TASK TO COMPLETE
Using the records below, give the number of lines where the string "OsStr" shows up. Add nothing to it.

+++ SUPPLIED RECORDS +++

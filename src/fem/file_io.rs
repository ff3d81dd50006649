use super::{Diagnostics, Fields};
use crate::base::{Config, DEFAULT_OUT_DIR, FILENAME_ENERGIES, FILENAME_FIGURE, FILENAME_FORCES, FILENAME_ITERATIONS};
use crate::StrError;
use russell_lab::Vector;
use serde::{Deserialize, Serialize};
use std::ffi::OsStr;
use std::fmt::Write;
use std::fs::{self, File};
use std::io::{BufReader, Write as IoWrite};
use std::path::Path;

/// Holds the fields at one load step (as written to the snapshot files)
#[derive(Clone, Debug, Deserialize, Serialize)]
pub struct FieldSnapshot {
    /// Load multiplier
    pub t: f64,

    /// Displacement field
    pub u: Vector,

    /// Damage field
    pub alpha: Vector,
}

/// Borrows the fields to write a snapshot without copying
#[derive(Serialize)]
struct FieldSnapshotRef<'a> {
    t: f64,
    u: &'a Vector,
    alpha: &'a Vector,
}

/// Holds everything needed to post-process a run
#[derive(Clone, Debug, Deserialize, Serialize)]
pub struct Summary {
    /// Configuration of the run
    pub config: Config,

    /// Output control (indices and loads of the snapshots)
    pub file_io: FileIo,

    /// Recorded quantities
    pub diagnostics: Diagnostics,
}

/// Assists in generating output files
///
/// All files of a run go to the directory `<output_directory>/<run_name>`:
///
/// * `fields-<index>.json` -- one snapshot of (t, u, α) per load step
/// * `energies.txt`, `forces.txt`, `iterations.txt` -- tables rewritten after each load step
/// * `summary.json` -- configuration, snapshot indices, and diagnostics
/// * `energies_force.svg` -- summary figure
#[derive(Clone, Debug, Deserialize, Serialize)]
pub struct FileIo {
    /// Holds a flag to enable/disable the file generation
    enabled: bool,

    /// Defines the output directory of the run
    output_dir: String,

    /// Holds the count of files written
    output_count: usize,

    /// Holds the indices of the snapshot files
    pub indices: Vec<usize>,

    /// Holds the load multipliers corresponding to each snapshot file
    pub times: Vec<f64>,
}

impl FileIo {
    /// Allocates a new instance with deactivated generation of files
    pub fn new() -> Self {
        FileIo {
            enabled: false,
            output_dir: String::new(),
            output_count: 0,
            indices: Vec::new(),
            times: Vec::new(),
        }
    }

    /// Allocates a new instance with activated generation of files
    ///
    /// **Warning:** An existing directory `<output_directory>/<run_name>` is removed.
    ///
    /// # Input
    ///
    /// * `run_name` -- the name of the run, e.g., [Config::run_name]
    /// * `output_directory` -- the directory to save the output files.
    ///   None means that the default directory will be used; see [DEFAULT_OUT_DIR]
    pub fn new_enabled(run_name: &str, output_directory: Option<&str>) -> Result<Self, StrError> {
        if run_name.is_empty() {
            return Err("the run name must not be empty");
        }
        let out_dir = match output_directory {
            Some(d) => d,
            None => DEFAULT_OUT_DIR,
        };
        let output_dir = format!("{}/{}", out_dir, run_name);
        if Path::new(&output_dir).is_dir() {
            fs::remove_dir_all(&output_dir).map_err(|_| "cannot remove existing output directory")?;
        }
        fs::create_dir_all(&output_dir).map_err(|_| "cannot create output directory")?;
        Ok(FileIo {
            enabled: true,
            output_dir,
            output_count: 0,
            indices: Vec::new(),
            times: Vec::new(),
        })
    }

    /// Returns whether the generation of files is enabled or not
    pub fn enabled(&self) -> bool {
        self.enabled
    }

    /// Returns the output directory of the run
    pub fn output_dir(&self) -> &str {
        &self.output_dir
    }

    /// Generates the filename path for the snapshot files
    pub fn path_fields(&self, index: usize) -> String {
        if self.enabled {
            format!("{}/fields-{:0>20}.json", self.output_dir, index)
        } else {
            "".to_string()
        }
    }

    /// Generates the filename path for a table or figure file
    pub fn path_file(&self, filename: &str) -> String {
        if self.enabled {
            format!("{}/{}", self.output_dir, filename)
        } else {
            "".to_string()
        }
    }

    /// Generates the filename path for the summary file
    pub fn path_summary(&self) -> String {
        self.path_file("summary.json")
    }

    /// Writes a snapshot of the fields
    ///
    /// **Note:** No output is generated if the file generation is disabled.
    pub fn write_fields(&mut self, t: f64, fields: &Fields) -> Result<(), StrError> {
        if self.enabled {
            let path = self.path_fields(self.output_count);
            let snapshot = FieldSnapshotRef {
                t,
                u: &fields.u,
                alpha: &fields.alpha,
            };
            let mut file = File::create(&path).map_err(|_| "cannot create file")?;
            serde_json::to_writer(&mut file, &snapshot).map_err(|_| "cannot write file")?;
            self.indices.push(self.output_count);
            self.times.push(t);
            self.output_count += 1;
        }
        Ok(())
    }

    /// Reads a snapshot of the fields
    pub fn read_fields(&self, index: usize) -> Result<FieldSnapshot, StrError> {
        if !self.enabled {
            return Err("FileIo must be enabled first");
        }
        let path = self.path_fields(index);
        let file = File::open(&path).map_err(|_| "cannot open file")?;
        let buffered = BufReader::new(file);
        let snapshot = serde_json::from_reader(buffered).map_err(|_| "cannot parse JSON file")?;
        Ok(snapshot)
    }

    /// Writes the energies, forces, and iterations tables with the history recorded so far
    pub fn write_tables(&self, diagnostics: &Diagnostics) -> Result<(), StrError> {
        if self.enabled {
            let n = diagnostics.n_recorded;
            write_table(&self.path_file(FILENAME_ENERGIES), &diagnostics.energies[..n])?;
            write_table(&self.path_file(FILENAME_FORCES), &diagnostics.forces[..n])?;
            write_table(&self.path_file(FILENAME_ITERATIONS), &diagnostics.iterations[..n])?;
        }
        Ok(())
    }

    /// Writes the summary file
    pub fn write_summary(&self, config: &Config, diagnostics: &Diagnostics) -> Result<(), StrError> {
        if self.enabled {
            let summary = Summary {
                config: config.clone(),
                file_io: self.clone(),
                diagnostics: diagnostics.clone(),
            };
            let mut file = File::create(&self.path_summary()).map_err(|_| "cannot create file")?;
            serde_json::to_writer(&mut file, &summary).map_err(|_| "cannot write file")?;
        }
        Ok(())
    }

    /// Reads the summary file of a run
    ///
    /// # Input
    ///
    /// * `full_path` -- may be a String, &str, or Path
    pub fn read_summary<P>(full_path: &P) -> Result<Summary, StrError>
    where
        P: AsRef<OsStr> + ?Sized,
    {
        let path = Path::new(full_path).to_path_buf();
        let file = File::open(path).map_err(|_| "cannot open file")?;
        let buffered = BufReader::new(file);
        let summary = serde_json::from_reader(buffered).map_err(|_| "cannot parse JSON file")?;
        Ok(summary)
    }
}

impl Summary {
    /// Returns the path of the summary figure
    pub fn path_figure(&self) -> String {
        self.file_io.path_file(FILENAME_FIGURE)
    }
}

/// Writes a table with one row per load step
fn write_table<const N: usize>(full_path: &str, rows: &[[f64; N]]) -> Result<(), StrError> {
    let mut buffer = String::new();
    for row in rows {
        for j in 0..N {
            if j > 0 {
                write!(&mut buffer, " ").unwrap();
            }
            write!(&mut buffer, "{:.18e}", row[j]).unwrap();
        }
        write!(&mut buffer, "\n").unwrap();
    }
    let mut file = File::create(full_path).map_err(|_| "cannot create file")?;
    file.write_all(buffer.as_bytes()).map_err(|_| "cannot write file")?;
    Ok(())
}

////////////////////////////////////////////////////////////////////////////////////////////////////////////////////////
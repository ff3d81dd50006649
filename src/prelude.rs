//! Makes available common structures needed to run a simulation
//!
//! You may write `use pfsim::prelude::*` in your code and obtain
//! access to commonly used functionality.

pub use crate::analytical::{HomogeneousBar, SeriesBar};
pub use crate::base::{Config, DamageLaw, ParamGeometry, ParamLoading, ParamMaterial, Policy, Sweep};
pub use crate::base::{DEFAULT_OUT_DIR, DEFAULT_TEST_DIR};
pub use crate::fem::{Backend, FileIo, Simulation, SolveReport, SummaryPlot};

+++

THE ANSWER
2